The announcement from WikiLeaks raises some key concerns; if the CIA has lost its hacking arsenal, how has it lost it? Who has it lost it to? And, will there be more ‘zero day’ attacks as a consequence?

Although the public files do not include the weapons themselves, it’s truly worrying how this highly sensitive information was able to be compromised in the first place. What would happen if these cyber weapons get into the wrong hands? Cyber security is vital to the relationship between a government and its citizens as it helps build and maintain trust. Simply put, if a government is not able to keep its data safe, it is failing the people of its country.

The news comes in the wake of Chancellor Philip Hammond’s announcement of his strategy to spend £1.9 billion over five years to tackle cyber security. When revealed in last year’s autumn budget, it was welcomed by many. However following these latest developments there must be more transparency on how these funds will be spent. Although certain elements must remain confidential, the government must provide clarity and demonstrate it is acting to protect against any type of similar infringement happening again, while also investing in protecting against attacks.

WikiLeaks has stated it will refrain from making the cyber weapons public and will only share them with tech companies willing to ‘sanitise’ the viruses. However, there will always be a risk of further leaks and until then we must all expect further zero-day attacks in the future. A recent report by the National Crime Agency and National Cyber Security Centre reveals ransomware is already a significant and growing risk to businesses as more devices are targeted by hackers. As virtual currency Bitcoin is at an all-time high compared to last year and will likely continue to grow, this type of attack will become an increasingly attractive proposition for cyber criminals. So, with a predicted 21 billion devices used by business around the world to be connected by 2020, it is more important than ever for companies to prepare themselves for any type of cyber-attack.

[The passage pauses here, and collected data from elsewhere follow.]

//! # Catalog Repository
//!
//! Minimal product and variant access. Catalogue editing belongs to the
//! product workflows; the pool engine needs to create fixtures, look variants
//! up, and (through the archive reconciler only) delete them.

use chrono::Utc;
use sqlx::SqlitePool;
use tracing::debug;
use uuid::Uuid;

use barcode_core::validation::{validate_sku, validate_uuid};
use barcode_core::{Product, ValidationError, Variant};

use crate::error::{DbError, DbResult};

/// Fields for a new variant.
#[derive(Debug, Clone, Default)]
pub struct NewVariant {
    pub sku: String,
    pub color: Option<String>,
    pub size: Option<String>,
}

impl NewVariant {
    pub fn new(sku: impl Into<String>) -> Self {
        NewVariant {
            sku: sku.into(),
            ..Default::default()
        }
    }

    pub fn color(mut self, color: impl Into<String>) -> Self {
        self.color = Some(color.into());
        self
    }

    pub fn size(mut self, size: impl Into<String>) -> Self {
        self.size = Some(size.into());
        self
    }
}

/// Repository for products and variants.
#[derive(Debug, Clone)]
pub struct CatalogRepository {
    pool: SqlitePool,
}

impl CatalogRepository {
    pub fn new(pool: SqlitePool) -> Self {
        CatalogRepository { pool }
    }

    /// Creates a product.
    pub async fn create_product(&self, name: &str) -> DbResult<Product> {
        let name = name.trim();
        if name.is_empty() {
            return Err(ValidationError::Required {
                field: "name".to_string(),
            }
            .into());
        }

        let product = Product {
            id: Uuid::new_v4().to_string(),
            name: name.to_string(),
            created_at: Utc::now(),
        };

        sqlx::query("INSERT INTO products (id, name, created_at) VALUES (?1, ?2, ?3)")
            .bind(&product.id)
            .bind(&product.name)
            .bind(product.created_at)
            .execute(&self.pool)
            .await?;

        debug!(id = %product.id, name = %product.name, "Created product");
        Ok(product)
    }

    /// Creates a variant under `product_id`.
    ///
    /// ## Errors
    /// - `UniqueViolation` if the SKU is taken
    /// - `ForeignKeyViolation` if the product does not exist
    pub async fn create_variant(&self, product_id: &str, new: NewVariant) -> DbResult<Variant> {
        validate_sku(&new.sku)?;

        let variant = Variant {
            id: Uuid::new_v4().to_string(),
            product_id: product_id.to_string(),
            sku: new.sku.trim().to_string(),
            color: new.color,
            size: new.size,
            created_at: Utc::now(),
        };

        sqlx::query(
            r#"
            INSERT INTO product_variants (id, product_id, sku, color, size, created_at)
            VALUES (?1, ?2, ?3, ?4, ?5, ?6)
            "#,
        )
        .bind(&variant.id)
        .bind(&variant.product_id)
        .bind(&variant.sku)
        .bind(&variant.color)
        .bind(&variant.size)
        .bind(variant.created_at)
        .execute(&self.pool)
        .await
        .map_err(|e| match DbError::from(e) {
            DbError::UniqueViolation { field, .. } => DbError::duplicate(field, variant.sku.clone()),
            other => other,
        })?;

        debug!(id = %variant.id, sku = %variant.sku, "Created variant");
        Ok(variant)
    }

    /// Gets a variant by id.
    pub async fn get_variant(&self, id: &str) -> DbResult<Option<Variant>> {
        let variant = sqlx::query_as::<_, Variant>(
            "SELECT id, product_id, sku, color, size, created_at FROM product_variants WHERE id = ?1",
        )
        .bind(id)
        .fetch_optional(&self.pool)
        .await?;
        Ok(variant)
    }

    /// Gets a variant by SKU.
    pub async fn variant_by_sku(&self, sku: &str) -> DbResult<Option<Variant>> {
        let variant = sqlx::query_as::<_, Variant>(
            "SELECT id, product_id, sku, color, size, created_at FROM product_variants WHERE sku = ?1",
        )
        .bind(sku.trim())
        .fetch_optional(&self.pool)
        .await?;
        Ok(variant)
    }

    /// Returns true if the variant exists.
    pub async fn variant_exists(&self, id: &str) -> DbResult<bool> {
        if validate_uuid("variant_id", id).is_err() {
            return Ok(false);
        }
        let found: Option<i64> = sqlx::query_scalar("SELECT 1 FROM product_variants WHERE id = ?1")
            .bind(id)
            .fetch_optional(&self.pool)
            .await?;
        Ok(found.is_some())
    }
}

The first step for businesses is to ensure they have the basics right in terms of managing infrastructure – make sure you have an accurate asset list, ensure everyone has least privileged access so that any potential ransomware attack can be controlled, and also make sure your security strategy includes patch management. Depending on the size of the business and if you offer remote working, it’s also crucial to consider who has access to sensitive files and what training they’ve had. This could minimise the risk of unintentional cyber threats which could be caused by an employee simply opening an email from an unknown sender. It’s vital to raise awareness internally of what threats look like and the dangers they possess.

The frequency and complexity of cyber-attacks are at an all-time high, and the publication of ‘Year Zero’ by WikiLeaks has been another stark reminder of just how vulnerable IT systems are and the potential damaging consequences. While we await the repercussions of the leak, we all must expect to see attacks in the immediate future and therefore must prepare for them now before it’s too late.